Eventually, a disruption in business happens to everyone. There will be a breach, or someone will get phished. Credentials will get leaked. An extended loss of power or a natural disaster like a fire, flood, hurricane or tornado will happen. Someone will mis-click. Data will accidentally be deleted.
Many organizations think they are covered with weekly or even daily backups. Unfortunately, scheduled backups are not enough to keep a business running smoothly in the face of a major disruption.
The ‘State of IT Resilience Survey’ found that nearly all of the 500 organizations surveyed experienced an IT or business disruption within the previous two years. Even worse, 56% experienced unrecoverable data within the last three years even though they had a backup solution.
3 reasons backup solutions aren’t enough
1. Loss is in the gaps. Can you afford to lose 24 hours’ worth of data? What about 12 or 8? Most backup solutions do not provide continuous replication of changes, relying instead on periodic snapshots. What happens in the 24-, 12- or 8-hour gaps between snapshots? Your systems and data are only protected from the last backup, which often happens every 24 hours. Loss in the gap is the No. 1 reason for data loss when an organization experiences an outage or recovery event.

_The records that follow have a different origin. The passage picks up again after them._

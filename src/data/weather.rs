//! WeatherAPI.com client
//!
//! One request fetches current conditions plus the multi-day forecast; the
//! parsed report is what lands in the cache, with a 15 minute validity
//! window.

use chrono::NaiveDate;
use reqwest::Client;
use serde::{Deserialize, Serialize};
use std::time::Duration;
use thiserror::Error;

use crate::cache::{FileCache, Memoized};

/// Base URL for the WeatherAPI.com v1 API
const WEATHER_BASE_URL: &str = "https://api.weatherapi.com/v1";

/// Validity window for the forecast
const FORECAST_TTL: Duration = Duration::from_secs(15 * 60);

/// Forecast days requested from the API
const FORECAST_DAYS: u8 = 3;

/// Errors that can occur when fetching weather data
#[derive(Debug, Error)]
pub enum WeatherError {
    /// HTTP request failed
    #[error("HTTP request failed: {0}")]
    RequestFailed(#[from] reqwest::Error),

    /// Response was missing the forecast section
    #[error("forecast missing from response")]
    MissingForecast,
}

/// Current conditions at the configured location
#[derive(Debug, Clone, Serialize, Deserialize)]
pub struct CurrentConditions {
    /// Temperature in Celsius, rounded
    pub temperature: i32,
    /// Feels-like temperature in Celsius, rounded
    pub feels_like: i32,
    /// Condition text, e.g. "Partly cloudy"
    pub condition: String,
    /// Absolute URL of the condition icon
    pub icon: String,
    /// Relative humidity percentage
    pub humidity: u8,
}

/// One day of the forecast
#[derive(Debug, Clone, Serialize, Deserialize)]
pub struct DayForecast {
    pub date: NaiveDate,
    /// Daily high in Celsius, rounded
    pub high: i32,
    /// Daily low in Celsius, rounded
    pub low: i32,
    pub description: String,
    /// Chance of rain, 0-100
    pub rain_chance: u8,
    /// Absolute URL of the condition icon
    pub icon: String,
}

/// Parsed weather report: current conditions plus the daily forecast
#[derive(Debug, Clone, Serialize, Deserialize)]
pub struct WeatherReport {
    pub current: CurrentConditions,
    pub days: Vec<DayForecast>,
}

// --- Raw WeatherAPI.com response shapes ---

#[derive(Debug, Deserialize)]
struct ApiResponse {
    current: ApiCurrent,
    forecast: Option<ApiForecast>,
}

#[derive(Debug, Deserialize)]
struct ApiCurrent {
    temp_c: f64,
    feelslike_c: f64,
    humidity: f64,
    condition: ApiCondition,
}

#[derive(Debug, Deserialize, Default)]
struct ApiCondition {
    #[serde(default)]
    text: String,
    #[serde(default)]
    icon: String,
}

#[derive(Debug, Deserialize)]
struct ApiForecast {
    forecastday: Vec<ApiForecastDay>,
}

#[derive(Debug, Deserialize)]
struct ApiForecastDay {
    date: NaiveDate,
    day: ApiDay,
}

#[derive(Debug, Deserialize)]
struct ApiDay {
    maxtemp_c: f64,
    mintemp_c: f64,
    #[serde(default)]
    daily_chance_of_rain: f64,
    #[serde(default)]
    condition: ApiCondition,
}

/// Client for fetching weather from WeatherAPI.com
#[derive(Debug, Clone)]
pub struct WeatherClient {
    http: Client,
    cache: Option<FileCache>,
    api_key: String,
    base_url: String,
}

impl WeatherClient {
    /// Creates a client with the given API key.
    pub fn new(cache: Option<FileCache>, api_key: impl Into<String>) -> Self {
        Self {
            http: Client::new(),
            cache,
            api_key: api_key.into(),
            base_url: WEATHER_BASE_URL.to_string(),
        }
    }

    /// Fetches the forecast for a location (postcode or place name).
    ///
    /// The cache key is derived from the location only; the API key is
    /// configuration, not an argument of the logical operation.
    pub async fn forecast(&self, location: &str) -> Result<WeatherReport, WeatherError> {
        let op = Memoized::new(
            self.cache.clone(),
            "weather.forecast",
            FORECAST_TTL,
            |loc: String| {
                let http = self.http.clone();
                let url = format!("{}/forecast.json", self.base_url);
                let key = self.api_key.clone();
                async move {
                    let response: ApiResponse = http
                        .get(&url)
                        .query(&[
                            ("key", key.as_str()),
                            ("q", loc.as_str()),
                            ("days", &FORECAST_DAYS.to_string()),
                            ("aqi", "no"),
                            ("alerts", "no"),
                        ])
                        .send()
                        .await?
                        .error_for_status()?
                        .json()
                        .await?;
                    parse_report(response)
                }
            },
        );
        op.call(location.to_string()).await
    }
}

fn parse_report(response: ApiResponse) -> Result<WeatherReport, WeatherError> {
    let current = CurrentConditions {
        temperature: response.current.temp_c.round() as i32,
        feels_like: response.current.feelslike_c.round() as i32,
        condition: response.current.condition.text.clone(),
        icon: icon_url(&response.current.condition.icon),
        humidity: response.current.humidity.round().clamp(0.0, 100.0) as u8,
    };

    let forecast = response.forecast.ok_or(WeatherError::MissingForecast)?;
    let days = forecast
        .forecastday
        .into_iter()
        .map(|fd| DayForecast {
            date: fd.date,
            high: fd.day.maxtemp_c.round() as i32,
            low: fd.day.mintemp_c.round() as i32,
            description: fd.day.condition.text.clone(),
            rain_chance: fd.day.daily_chance_of_rain.round().clamp(0.0, 100.0) as u8,
            icon: icon_url(&fd.day.condition.icon),
        })
        .collect();

    Ok(WeatherReport { current, days })
}

/// WeatherAPI returns protocol-relative icon URLs (`//cdn...`).
fn icon_url(icon: &str) -> String {
    if let Some(rest) = icon.strip_prefix("//") {
        format!("https://{rest}")
    } else {
        icon.to_string()
    }
}

#[cfg(test)]
mod tests {
    use super::*;

    const SAMPLE: &str = r#"{
        "current": {
            "temp_c": 11.4,
            "feelslike_c": 9.8,
            "humidity": 82,
            "condition": {
                "text": "Light rain",
                "icon": "//cdn.weatherapi.com/weather/64x64/day/296.png"
            }
        },
        "forecast": {
            "forecastday": [
                {
                    "date": "2025-01-15",
                    "day": {
                        "maxtemp_c": 12.6,
                        "mintemp_c": 6.2,
                        "daily_chance_of_rain": 74,
                        "condition": {
                            "text": "Patchy rain nearby",
                            "icon": "//cdn.weatherapi.com/weather/64x64/day/176.png"
                        }
                    }
                },
                {
                    "date": "2025-01-16",
                    "day": {
                        "maxtemp_c": 9.0,
                        "mintemp_c": 3.4,
                        "daily_chance_of_rain": 10,
                        "condition": {
                            "text": "Sunny",
                            "icon": "//cdn.weatherapi.com/weather/64x64/day/113.png"
                        }
                    }
                }
            ]
        }
    }"#;

    #[test]
    fn test_parse_report_extracts_current_and_days() {
        let response: ApiResponse = serde_json::from_str(SAMPLE).unwrap();
        let report = parse_report(response).unwrap();

        assert_eq!(report.current.temperature, 11);
        assert_eq!(report.current.feels_like, 10);
        assert_eq!(report.current.condition, "Light rain");
        assert_eq!(report.current.humidity, 82);
        assert_eq!(report.days.len(), 2);
        assert_eq!(report.days[0].high, 13);
        assert_eq!(report.days[0].low, 6);
        assert_eq!(report.days[0].rain_chance, 74);
        assert_eq!(report.days[1].description, "Sunny");
    }

    #[test]
    fn test_icon_urls_are_absolute() {
        let response: ApiResponse = serde_json::from_str(SAMPLE).unwrap();
        let report = parse_report(response).unwrap();
        assert!(report.current.icon.starts_with("https://cdn.weatherapi.com/"));
        assert!(report.days[0].icon.starts_with("https://"));
    }

    #[test]
    fn test_missing_forecast_is_an_error() {
        let json = r#"{
            "current": {
                "temp_c": 5.0,
                "feelslike_c": 3.0,
                "humidity": 70,
                "condition": {"text": "Overcast", "icon": ""}
            }
        }"#;
        let response: ApiResponse = serde_json::from_str(json).unwrap();
        assert!(matches!(parse_report(response), Err(WeatherError::MissingForecast)));
    }

    #[test]
    fn test_report_survives_cache_round_trip() {
        let response: ApiResponse = serde_json::from_str(SAMPLE).unwrap();
        let report = parse_report(response).unwrap();
        let json = serde_json::to_string(&report).unwrap();
        let back: WeatherReport = serde_json::from_str(&json).unwrap();
        assert_eq!(back.current.temperature, report.current.temperature);
        assert_eq!(back.days.len(), report.days.len());
    }

    #[test]
    fn test_icon_url_passthrough_for_absolute() {
        assert_eq!(icon_url("https://x/y.png"), "https://x/y.png");
        assert_eq!(icon_url(""), "");
    }
}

2. Every minute counts. Many organizations can’t afford to be down an hour, much less a day or more. So, ask yourself: How long would it take to restore my data or bring my system back from failure? For a single file — probably not long. But what about 10 terabytes? 50 terabytes? Restoring data via a backup solution is wholly dependent on your internet connectivity speeds and the amount of data being restored. For example, a rough estimate of time to transfer 25 terabytes over a 1G fiber connection is two days. Even on a 10G connection, the estimated time is 5 hours. So what’s the solution? I’m glad you asked.
If you need a quick, 15-minute spin-up in order to function, a backup solution isn’t going to work. You need a disaster recovery (DR) solution, which allows you to quickly be operational while you restore data to production.
3. Slow backups cost big money. The IDC survey says the average cost of downtime per hour across all industries is $250,000 per hour. A collective 8 hours of downtime per year would cost an organization $2,000,000 per year. What about small businesses? The Federal Emergency Management Agency (FEMA) reports that 40% of small businesses never reopen after a major business disruption, and of those that do, 25% fail within one year. Would you bet your entire business on daily backup snapshots?
The bottom line: If you can reduce your outage's downtime to minutes instead of hours or days, the cost is also significantly reduced. Backups solutions take hours, sometimes days to restore data after a disruption. But a disaster recovery solution can spin up a downed workload in minutes, significantly reducing the cost of an outage.